_Prompt_.
Every line in the records below between the one holding "filename crates/diabetes-model/examples/predict_sample.rs" and the one holding "tracing_subscriber::fmt().with_target(false).compact().init();", inclusive, is to be set down exactly; all other lines are to be left out.

Data below:

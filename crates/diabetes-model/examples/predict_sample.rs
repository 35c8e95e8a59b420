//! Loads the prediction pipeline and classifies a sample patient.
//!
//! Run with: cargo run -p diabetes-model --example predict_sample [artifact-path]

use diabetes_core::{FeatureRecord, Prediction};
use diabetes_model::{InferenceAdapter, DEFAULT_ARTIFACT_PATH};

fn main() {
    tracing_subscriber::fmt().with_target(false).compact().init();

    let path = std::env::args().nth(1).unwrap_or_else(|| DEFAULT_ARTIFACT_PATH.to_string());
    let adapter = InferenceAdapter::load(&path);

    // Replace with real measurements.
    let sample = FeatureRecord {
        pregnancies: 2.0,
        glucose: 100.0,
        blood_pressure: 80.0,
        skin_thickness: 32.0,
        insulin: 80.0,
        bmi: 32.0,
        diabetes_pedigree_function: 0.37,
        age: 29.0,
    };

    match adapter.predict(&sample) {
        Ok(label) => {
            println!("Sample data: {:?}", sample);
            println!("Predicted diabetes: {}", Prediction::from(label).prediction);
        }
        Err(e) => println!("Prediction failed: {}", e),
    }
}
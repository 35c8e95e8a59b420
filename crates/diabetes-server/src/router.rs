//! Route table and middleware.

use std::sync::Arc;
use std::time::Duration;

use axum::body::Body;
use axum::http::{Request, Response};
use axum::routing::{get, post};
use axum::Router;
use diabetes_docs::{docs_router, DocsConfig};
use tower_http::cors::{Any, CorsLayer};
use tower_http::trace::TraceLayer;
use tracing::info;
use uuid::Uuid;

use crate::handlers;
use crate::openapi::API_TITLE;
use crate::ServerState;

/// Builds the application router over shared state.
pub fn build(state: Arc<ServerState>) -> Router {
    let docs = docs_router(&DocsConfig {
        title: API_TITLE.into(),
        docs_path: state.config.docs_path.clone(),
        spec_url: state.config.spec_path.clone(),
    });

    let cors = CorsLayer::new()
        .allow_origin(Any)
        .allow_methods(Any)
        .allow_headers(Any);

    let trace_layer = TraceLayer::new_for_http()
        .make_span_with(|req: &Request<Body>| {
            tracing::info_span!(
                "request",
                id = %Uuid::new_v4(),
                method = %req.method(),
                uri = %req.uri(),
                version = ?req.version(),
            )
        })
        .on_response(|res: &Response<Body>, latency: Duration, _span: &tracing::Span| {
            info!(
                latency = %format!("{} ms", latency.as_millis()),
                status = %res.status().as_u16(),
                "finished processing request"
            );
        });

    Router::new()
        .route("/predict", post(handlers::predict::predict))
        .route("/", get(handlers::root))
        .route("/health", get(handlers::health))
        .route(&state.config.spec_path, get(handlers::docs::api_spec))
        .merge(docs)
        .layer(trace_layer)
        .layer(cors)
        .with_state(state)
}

End of Data.
Data below:

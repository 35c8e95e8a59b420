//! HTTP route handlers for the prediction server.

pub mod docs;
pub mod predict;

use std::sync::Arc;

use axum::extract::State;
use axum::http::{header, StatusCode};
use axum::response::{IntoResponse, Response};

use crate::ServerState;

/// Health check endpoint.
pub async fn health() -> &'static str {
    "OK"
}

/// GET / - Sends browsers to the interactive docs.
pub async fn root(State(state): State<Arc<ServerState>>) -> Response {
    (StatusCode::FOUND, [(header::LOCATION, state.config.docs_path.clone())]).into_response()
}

End of Data.

_Exercise answer_.
filename crates/diabetes-model/examples/predict_sample.rs
repository 35c8e95e8a59b420
//! Loads the prediction pipeline and classifies a sample patient.
//!
//! Run with: cargo run -p diabetes-model --example predict_sample [artifact-path]

use diabetes_core::{FeatureRecord, Prediction};
use diabetes_model::{InferenceAdapter, DEFAULT_ARTIFACT_PATH};

fn main() {
    tracing_subscriber::fmt().with_target(false).compact().init();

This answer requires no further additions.